Government Polytechnic Jaunpur
- Motto: श्रमेव जयते्
- Type: Govt. technical college
- Established: 1984
- Principal: Raj Kumar
- Location: Jaunpur-Varanasi Highway, Jagdishpur, Jaunpur, Uttar Pradesh 222002, India
- Website: www.gpjaunpur.org.in

= Government Polytechnic Jaunpur =

College in Uttar Pradesh, India

Government Polytechnic Jaunpur, founded in 1984, is a government institute of technical education in Jagdishpur, Jaunpur, Uttar Pradesh, India. It is affiliated with the Uttar Pradesh Board of Technical Education and approved by the All India Council for Technical Education. It falls under the East zone (Varanasi) of UPBTE.

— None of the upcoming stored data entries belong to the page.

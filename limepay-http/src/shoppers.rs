//! Shopper management.

use limepay::ClassifiedError;
use limepay::routes;
use limepay::types::{Shopper, Vendor, WalletToken};

use crate::error::Error;
use crate::requester::{Json, JsonList, NO_BODY, Requester};

/// Client for the `/shoppers` resource.
#[derive(Debug, Clone)]
pub struct ShoppersClient<R> {
    requester: R,
}

impl<R: Requester> ShoppersClient<R> {
    /// Creates a client over `requester`.
    #[must_use]
    pub const fn new(requester: R) -> Self {
        Self { requester }
    }

    /// Registers a shopper.
    ///
    /// When `shopper.vendor` is empty it is set to the first vendor of the
    /// account before the shopper is posted.
    ///
    /// # Errors
    ///
    /// Returns [`Error::Validation`] with `NO_VENDOR_ERROR` (1019) if the
    /// vendor must be looked up and the account has none; nothing is posted
    /// in that case. Otherwise returns any request error.
    pub async fn create(&self, mut shopper: Shopper) -> Result<Shopper, Error> {
        if shopper.vendor.is_empty() {
            let vendor = self
                .vendors()
                .await?
                .into_iter()
                .next()
                .ok_or_else(|| Error::Validation(ClassifiedError::no_vendor()))?;
            shopper.vendor = vendor.id;
        }
        let Json(created): Json<Shopper> = self
            .requester
            .execute(
                routes::CREATE_SHOPPER.method,
                routes::CREATE_SHOPPER.path,
                Some(&shopper),
            )
            .await?;
        Ok(created)
    }

    /// Fetches a shopper by id.
    ///
    /// # Errors
    ///
    /// Returns [`Error`] if the request fails.
    pub async fn get(&self, shopper_id: &str) -> Result<Shopper, Error> {
        let route = routes::GET_SHOPPER.path_for(shopper_id);
        let Json(shopper): Json<Shopper> = self
            .requester
            .execute(routes::GET_SHOPPER.method, &route, NO_BODY)
            .await?;
        Ok(shopper)
    }

    /// Lists every shopper of the account.
    ///
    /// # Errors
    ///
    /// Returns [`Error`] if the request fails.
    pub async fn list(&self) -> Result<Vec<Shopper>, Error> {
        let JsonList(shoppers): JsonList<Shopper> = self
            .requester
            .execute(routes::GET_ALL_SHOPPERS.method, routes::GET_ALL_SHOPPERS.path, NO_BODY)
            .await?;
        Ok(shoppers)
    }

    /// Applies the fields of `shopper` to an existing shopper.
    ///
    /// # Errors
    ///
    /// Returns [`Error`] if the request fails.
    pub async fn update(&self, shopper_id: &str, shopper: &Shopper) -> Result<Shopper, Error> {
        let route = routes::PATCH_SHOPPER.path_for(shopper_id);
        let Json(updated): Json<Shopper> = self
            .requester
            .execute(routes::PATCH_SHOPPER.method, &route, Some(shopper))
            .await?;
        Ok(updated)
    }

    /// Generates a wallet token for a shopper using the hosted wallet.
    ///
    /// # Errors
    ///
    /// Returns [`Error`] if the request fails.
    pub async fn wallet_token(&self, shopper_id: &str) -> Result<WalletToken, Error> {
        let route = routes::GET_WALLET_TOKEN.path_for(shopper_id);
        let Json(token): Json<WalletToken> = self
            .requester
            .execute(routes::GET_WALLET_TOKEN.method, &route, NO_BODY)
            .await?;
        Ok(token)
    }

    async fn vendors(&self) -> Result<Vec<Vendor>, Error> {
        let JsonList(vendors): JsonList<Vendor> = self
            .requester
            .execute(routes::GET_ALL_VENDORS.method, routes::GET_ALL_VENDORS.path, NO_BODY)
            .await?;
        Ok(vendors)
    }
}
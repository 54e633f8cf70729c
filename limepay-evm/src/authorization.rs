//! Authorization signatures for funding a payment.
//!
//! A payment's [`FundTxData`] must carry a signature proving that the payer
//! authorized the escrow to fund the shopper's wallet. The signed parameters
//! depend on the payment flavor:
//!
//! | Flavor  | Types                                          | Values                                                     |
//! |---------|------------------------------------------------|------------------------------------------------------------|
//! | Fiat    | `uint256, address, address, uint256, uint256`  | `nonce, escrow, shopper, tokenAmount (or "0"), weiAmount`  |
//! | Relayed | `uint256, address, address, uint256`           | `nonce, escrow, shopper, "", weiAmount`                    |
//!
//! The relayed flavor declares four types but passes five values with an
//! empty fourth slot. The verifying service expects exactly this input.

use limepay::ClassifiedError;
use limepay::types::{FundTxData, SignatureMetadata};

use crate::signer::{SignError, sign};

/// Parameter types signed for a fiat payment.
pub const FIAT_SIGNATURE_TYPES: [&str; 5] = ["uint256", "address", "address", "uint256", "uint256"];

/// Parameter types signed for a relayed payment.
pub const RELAYED_SIGNATURE_TYPES: [&str; 4] = ["uint256", "address", "address", "uint256"];

/// Token amount signed for a fiat payment that carries none.
pub const DEFAULT_TOKEN_AMOUNT: &str = "0";

/// Errors that can occur while computing an authorization signature.
#[derive(Debug, thiserror::Error)]
pub enum AuthorizationError {
    /// The funding data is incomplete. Raised before any signing.
    #[error("{0}")]
    Validation(ClassifiedError),

    /// The signature could not be computed.
    #[error("{}", ClassifiedError::signing_error().message)]
    Signing(#[source] SignError),
}

impl AuthorizationError {
    /// Returns the classified error reported for this failure.
    ///
    /// All signing failures collapse to `SIGNING_ERROR` (1011).
    #[must_use]
    pub fn classified(&self) -> ClassifiedError {
        match self {
            Self::Validation(err) => err.clone(),
            Self::Signing(_) => ClassifiedError::signing_error(),
        }
    }
}

/// Computes the authorization signature of a payment flavor.
pub trait Authorizer: Send + Sync {
    /// Signs `fund_tx` against the server-issued `metadata` with `private_key`.
    ///
    /// # Errors
    ///
    /// Returns [`AuthorizationError::Validation`] if `fund_tx` lacks a wei
    /// amount, or [`AuthorizationError::Signing`] if signing fails.
    fn authorize(
        &self,
        private_key: &str,
        metadata: &SignatureMetadata,
        fund_tx: &FundTxData,
    ) -> Result<String, AuthorizationError>;
}

/// [`Authorizer`] for fiat payments.
#[derive(Debug, Clone, Copy, Default)]
pub struct FiatAuthorizer;

impl Authorizer for FiatAuthorizer {
    fn authorize(
        &self,
        private_key: &str,
        metadata: &SignatureMetadata,
        fund_tx: &FundTxData,
    ) -> Result<String, AuthorizationError> {
        if fund_tx.wei_amount.is_empty() {
            return Err(AuthorizationError::Validation(
                ClassifiedError::invalid_token_and_wei_amount(),
            ));
        }
        let token_amount = if fund_tx.token_amount.is_empty() {
            DEFAULT_TOKEN_AMOUNT
        } else {
            fund_tx.token_amount.as_str()
        };
        let values = [
            metadata.nonce.as_str(),
            metadata.escrow_address.as_str(),
            metadata.shopper_address.as_str(),
            token_amount,
            fund_tx.wei_amount.as_str(),
        ];
        sign(private_key, &FIAT_SIGNATURE_TYPES, &values).map_err(AuthorizationError::Signing)
    }
}

/// [`Authorizer`] for relayed payments.
#[derive(Debug, Clone, Copy, Default)]
pub struct RelayedAuthorizer;

impl Authorizer for RelayedAuthorizer {
    fn authorize(
        &self,
        private_key: &str,
        metadata: &SignatureMetadata,
        fund_tx: &FundTxData,
    ) -> Result<String, AuthorizationError> {
        if fund_tx.wei_amount.is_empty() {
            return Err(AuthorizationError::Validation(
                ClassifiedError::invalid_wei_amount(),
            ));
        }
        let values = [
            metadata.nonce.as_str(),
            metadata.escrow_address.as_str(),
            metadata.shopper_address.as_str(),
            "",
            fund_tx.wei_amount.as_str(),
        ];
        sign(private_key, &RELAYED_SIGNATURE_TYPES, &values).map_err(AuthorizationError::Signing)
    }
}
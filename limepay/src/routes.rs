//! Route table of the LimePay API.
//!
//! Each [`Endpoint`] pairs an HTTP method with a route template relative to
//! the environment base URL. Templates may carry a single `{id}` placeholder
//! which is substituted literally by [`Endpoint::path_for`].

/// HTTP method names used by the route table.
pub mod method {
    /// `GET`
    pub const GET: &str = "GET";
    /// `POST`
    pub const POST: &str = "POST";
    /// `PUT`
    pub const PUT: &str = "PUT";
    /// `PATCH`
    pub const PATCH: &str = "PATCH";
    /// `DELETE`
    pub const DELETE: &str = "DELETE";
}

/// Placeholder substituted by [`Endpoint::path_for`].
pub const ID_PLACEHOLDER: &str = "{id}";

/// A method and route template pair.
#[derive(Debug, Clone, Copy, PartialEq, Eq, Hash)]
pub struct Endpoint {
    /// HTTP method name.
    pub method: &'static str,
    /// Route template, relative to the base URL.
    pub path: &'static str,
}

impl Endpoint {
    /// Creates an endpoint from a method name and a route template.
    #[must_use]
    pub const fn new(method: &'static str, path: &'static str) -> Self {
        Self { method, path }
    }

    /// Returns the route with `{id}` replaced by `id`.
    ///
    /// No escaping is applied; the id is inserted as given.
    #[must_use]
    pub fn path_for(&self, id: &str) -> String {
        self.path.replace(ID_PLACEHOLDER, id)
    }
}

/// Connectivity self-test.
pub const PING: Endpoint = Endpoint::new(method::GET, "/ping");

/// List all vendors of the account.
pub const GET_ALL_VENDORS: Endpoint = Endpoint::new(method::GET, "/vendors");

/// Register a shopper.
pub const CREATE_SHOPPER: Endpoint = Endpoint::new(method::POST, "/shoppers");
/// Fetch one shopper.
pub const GET_SHOPPER: Endpoint = Endpoint::new(method::GET, "/shoppers/{id}");
/// List all shoppers.
pub const GET_ALL_SHOPPERS: Endpoint = Endpoint::new(method::GET, "/shoppers");
/// Update a shopper.
pub const PATCH_SHOPPER: Endpoint = Endpoint::new(method::PATCH, "/shoppers/{id}");
/// Fetch the JSON wallet token generated for a shopper.
pub const GET_WALLET_TOKEN: Endpoint = Endpoint::new(method::GET, "/shoppers/{id}/walletToken");

/// Create a fiat payment.
pub const CREATE_FIAT_PAYMENT: Endpoint = Endpoint::new(method::POST, "/payments");
/// Create a relayed payment.
pub const CREATE_RELAYED_PAYMENT: Endpoint = Endpoint::new(method::POST, "/payments/relayed");
/// Fetch one payment.
pub const GET_PAYMENT: Endpoint = Endpoint::new(method::GET, "/payments/{id}");
/// List all payments.
pub const GET_ALL_PAYMENTS: Endpoint = Endpoint::new(method::GET, "/payments");
/// Email the invoice of a payment to the shopper.
pub const SEND_INVOICE: Endpoint = Endpoint::new(method::GET, "/payments/{id}/invoice");
/// Render the invoice of a payment.
pub const GET_INVOICE: Endpoint = Endpoint::new(method::GET, "/payments/{id}/invoice/preview");
/// Render the receipt of a payment.
pub const GET_RECEIPT: Endpoint = Endpoint::new(method::GET, "/payments/{id}/receipt");
/// Fetch nonce and addresses needed to sign a payment for a shopper.
pub const GET_SIGNATURE_METADATA: Endpoint =
    Endpoint::new(method::GET, "/payments/metadata?shopperId={id}");

#[cfg(test)]
mod tests {
    use super::*;

    #[test]
    fn test_path_for_substitutes_placeholder() {
        assert_eq!(GET_SHOPPER.path_for("12345"), "/shoppers/12345");
        assert_eq!(GET_INVOICE.path_for("0"), "/payments/0/invoice/preview");
        assert_eq!(
            GET_SIGNATURE_METADATA.path_for("abc"),
            "/payments/metadata?shopperId=abc"
        );
    }

    #[test]
    fn test_path_for_without_placeholder_is_identity() {
        assert_eq!(GET_ALL_PAYMENTS.path_for("ignored"), "/payments");
    }

    #[test]
    fn test_path_for_is_literal() {
        assert_eq!(GET_PAYMENT.path_for("a b/c"), "/payments/a b/c");
    }

    #[test]
    fn test_send_invoice_is_get() {
        assert_eq!(SEND_INVOICE.method, method::GET);
        assert_eq!(CREATE_RELAYED_PAYMENT.method, method::POST);
        assert_eq!(PATCH_SHOPPER.method, method::PATCH);
    }
}
//! The request executor shared by every resource client.
//!
//! A [`Requester`] sends one authenticated request and hands back the raw
//! response body. [`Requester::execute`] adds JSON encoding of the request
//! body and decoding of the response into a [`ResponseTarget`]:
//!
//! - `()` discards the body without looking at it
//! - [`String`] takes the body verbatim as text
//! - [`Json<T>`] decodes a JSON object (or scalar) into `T`
//! - [`JsonList<T>`] decodes a JSON array into `Vec<T>`
//!
//! Responses with a status of 400 or above never reach the target. Their body
//! is read as a [`ClassifiedError`] and returned as [`Error::Api`].

use std::future::Future;
use std::sync::Arc;
use std::time::Duration;

use http::{Method, StatusCode, header};
use limepay::ClassifiedError;
use serde::Serialize;
use serde::de::{self, DeserializeOwned};

use crate::config::RequesterConfig;
use crate::error::Error;

#[cfg(feature = "telemetry")]
use tracing::{Instrument, Span};

/// Passed as the body of requests that carry none.
pub const NO_BODY: Option<&()> = None;

/// Shape a successful response body is delivered in.
pub trait ResponseTarget: Sized {
    /// Builds the target from the full response body.
    ///
    /// # Errors
    ///
    /// Returns [`Error::Decode`] if the body does not match the shape.
    fn from_body(body: Vec<u8>) -> Result<Self, Error>;
}

impl ResponseTarget for () {
    fn from_body(_body: Vec<u8>) -> Result<Self, Error> {
        Ok(())
    }
}

/// Invalid UTF-8 sequences are replaced rather than rejected.
impl ResponseTarget for String {
    fn from_body(body: Vec<u8>) -> Result<Self, Error> {
        Ok(Self::from_utf8(body)
            .unwrap_or_else(|e| String::from_utf8_lossy(e.as_bytes()).into_owned()))
    }
}

/// A JSON response decoded into `T`.
///
/// A top-level JSON array is rejected even when `T` could be built from a
/// sequence; use [`JsonList`] for array responses.
#[derive(Debug, Clone, Copy, Default, PartialEq, Eq)]
pub struct Json<T>(pub T);

impl<T> Json<T> {
    /// Unwraps the decoded value.
    #[must_use]
    pub fn into_inner(self) -> T {
        self.0
    }
}

impl<T: DeserializeOwned> ResponseTarget for Json<T> {
    fn from_body(body: Vec<u8>) -> Result<Self, Error> {
        if body.iter().find(|b| !b.is_ascii_whitespace()) == Some(&b'[') {
            return Err(Error::Decode {
                context: "expected a JSON object, got an array",
                source: de::Error::invalid_type(de::Unexpected::Seq, &"a JSON object"),
            });
        }
        decode(&body).map(Json)
    }
}

/// A JSON array response decoded into `Vec<T>`.
#[derive(Debug, Clone, Default, PartialEq, Eq)]
pub struct JsonList<T>(pub Vec<T>);

impl<T> JsonList<T> {
    /// Unwraps the decoded items.
    #[must_use]
    pub fn into_inner(self) -> Vec<T> {
        self.0
    }
}

impl<T: DeserializeOwned> ResponseTarget for JsonList<T> {
    fn from_body(body: Vec<u8>) -> Result<Self, Error> {
        decode(&body).map(JsonList)
    }
}

fn decode<T: DeserializeOwned>(body: &[u8]) -> Result<T, Error> {
    serde_json::from_slice(body).map_err(|source| Error::Decode {
        context: "failed to parse response body",
        source,
    })
}

/// Transport that executes authenticated requests against the API.
///
/// Implementations must be safe to share between tasks.
pub trait Requester: Send + Sync {
    /// Sends `body` with `method` to `route` and returns the full response
    /// body of a successful (below 400) response.
    ///
    /// # Errors
    ///
    /// Returns [`Error::Transport`] if the method is invalid, the request
    /// cannot be sent, or the body cannot be read, and [`Error::Api`] if the
    /// server answers with a status of 400 or above.
    fn send(
        &self,
        method: &str,
        route: &str,
        body: Option<Vec<u8>>,
    ) -> impl Future<Output = Result<Vec<u8>, Error>> + Send;

    /// Encodes `body` as JSON, sends it, and decodes the response into `R`.
    ///
    /// # Errors
    ///
    /// Returns [`Error::Transport`] if `body` cannot be encoded, any error of
    /// [`Requester::send`], or [`Error::Decode`] if the response does not
    /// match `R`.
    fn execute<B, R>(
        &self,
        method: &str,
        route: &str,
        body: Option<&B>,
    ) -> impl Future<Output = Result<R, Error>> + Send
    where
        B: Serialize + ?Sized,
        R: ResponseTarget + Send,
    {
        let body = body.map(serde_json::to_vec).transpose();
        async move {
            let body = body.map_err(|e| Error::transport("failed to encode request body", e))?;
            let response = self.send(method, route, body).await?;
            R::from_body(response)
        }
    }
}

impl<T: Requester> Requester for Arc<T> {
    fn send(
        &self,
        method: &str,
        route: &str,
        body: Option<Vec<u8>>,
    ) -> impl Future<Output = Result<Vec<u8>, Error>> + Send {
        (**self).send(method, route, body)
    }
}

/// Basic Auth credentials, fixed at construction.
struct Credentials {
    api_key: String,
    api_secret: String,
}

/// [`Requester`] over HTTP, authenticating with Basic Auth.
///
/// Cloning is cheap: clones share the connection pool and credentials.
#[derive(Clone)]
pub struct HttpRequester {
    /// Base endpoint routes are appended to
    base_url: Arc<str>,
    /// API key and secret
    credentials: Arc<Credentials>,
    /// Shared Reqwest HTTP client
    client: reqwest::Client,
    /// Optional request timeout
    timeout: Option<Duration>,
}

impl std::fmt::Debug for HttpRequester {
    fn fmt(&self, f: &mut std::fmt::Formatter<'_>) -> std::fmt::Result {
        f.debug_struct("HttpRequester")
            .field("base_url", &self.base_url)
            .field("api_key", &self.credentials.api_key)
            .field("timeout", &self.timeout)
            .finish_non_exhaustive()
    }
}

impl HttpRequester {
    /// Creates a requester from `config`.
    ///
    /// # Errors
    ///
    /// Returns [`Error::Transport`] if no HTTP client was supplied and one
    /// cannot be built.
    pub fn new(config: RequesterConfig) -> Result<Self, Error> {
        let client = match config.http_client {
            Some(client) => client,
            None => reqwest::Client::builder()
                .build()
                .map_err(|e| Error::transport("failed to build HTTP client", e))?,
        };
        Ok(Self {
            base_url: config.base_url.into(),
            credentials: Arc::new(Credentials {
                api_key: config.api_key,
                api_secret: config.api_secret,
            }),
            client,
            timeout: config.timeout,
        })
    }

    /// Returns the full URL of `route`: the base endpoint followed by the
    /// route, without slash normalization.
    #[must_use]
    pub fn url_for(&self, route: &str) -> String {
        format!("{}{route}", self.base_url)
    }

    async fn send_inner(
        &self,
        method: &str,
        route: &str,
        body: Option<Vec<u8>>,
    ) -> Result<Vec<u8>, Error> {
        let result = self.round_trip(method, route, body).await;
        record_result_on_span(&result);
        result
    }

    async fn round_trip(
        &self,
        method: &str,
        route: &str,
        body: Option<Vec<u8>>,
    ) -> Result<Vec<u8>, Error> {
        let method = Method::from_bytes(method.as_bytes())
            .map_err(|e| Error::transport("invalid HTTP method", e))?;
        let mut req = self
            .client
            .request(method, self.url_for(route))
            .basic_auth(&self.credentials.api_key, Some(&self.credentials.api_secret));
        if let Some(body) = body {
            req = req.header(header::CONTENT_TYPE, "application/json").body(body);
        }
        if let Some(timeout) = self.timeout {
            req = req.timeout(timeout);
        }

        let response = req
            .send()
            .await
            .map_err(|e| Error::transport("failed to send request", e))?;
        let status = response.status();
        let body = response
            .bytes()
            .await
            .map_err(|e| Error::transport("failed to read response body", e))?;

        if is_error_status(status) {
            return Err(Error::Api {
                status,
                error: ClassifiedError::from_body(&body),
            });
        }
        Ok(body.to_vec())
    }
}

impl Requester for HttpRequester {
    #[cfg(feature = "telemetry")]
    async fn send(
        &self,
        method: &str,
        route: &str,
        body: Option<Vec<u8>>,
    ) -> Result<Vec<u8>, Error> {
        with_span(
            self.send_inner(method, route, body),
            tracing::info_span!(
                "limepay.request",
                method,
                route,
                timeout = ?self.timeout,
                otel.status_code = tracing::field::Empty,
                error.message = tracing::field::Empty,
            ),
        )
        .await
    }

    #[cfg(not(feature = "telemetry"))]
    async fn send(
        &self,
        method: &str,
        route: &str,
        body: Option<Vec<u8>>,
    ) -> Result<Vec<u8>, Error> {
        self.send_inner(method, route, body).await
    }
}

fn is_error_status(status: StatusCode) -> bool {
    status.as_u16() >= 400
}

/// Records the outcome of a request on the current span.
#[cfg(feature = "telemetry")]
fn record_result_on_span<R>(result: &Result<R, Error>) {
    let span = Span::current();
    match result {
        Ok(_) => {
            span.record("otel.status_code", "OK");
        }
        Err(err) => {
            span.record("otel.status_code", "ERROR");
            span.record("error.message", tracing::field::display(err));
            tracing::event!(tracing::Level::ERROR, error = %err, "LimePay request failed");
        }
    }
}

/// Noop if telemetry feature is off.
#[cfg(not(feature = "telemetry"))]
fn record_result_on_span<R>(_result: &Result<R, Error>) {}

#[cfg(feature = "telemetry")]
fn with_span<F: Future>(fut: F, span: Span) -> impl Future<Output = F::Output> {
    fut.instrument(span)
}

The institute is accessible by road and rail, the closest station being Zafrabad Junction, 2 km away. It has an administrative block, a laboratory block, a workshop, an electronics and computer block, and an on-campus hostel building for students.

==Degrees offered==
- Diploma in Computer Science & Engineering
- Diploma in Pharmacy
- Diploma in Electronics Engineering

==History==
Government Polytechnic Jaunpur was established in 1984. It began with only one branch, the Diploma in Pharmacy, and an admission capacity of 50 students. The diplomas in Electronics Engineering and Computer Science (and capacity of 75 student) were added later.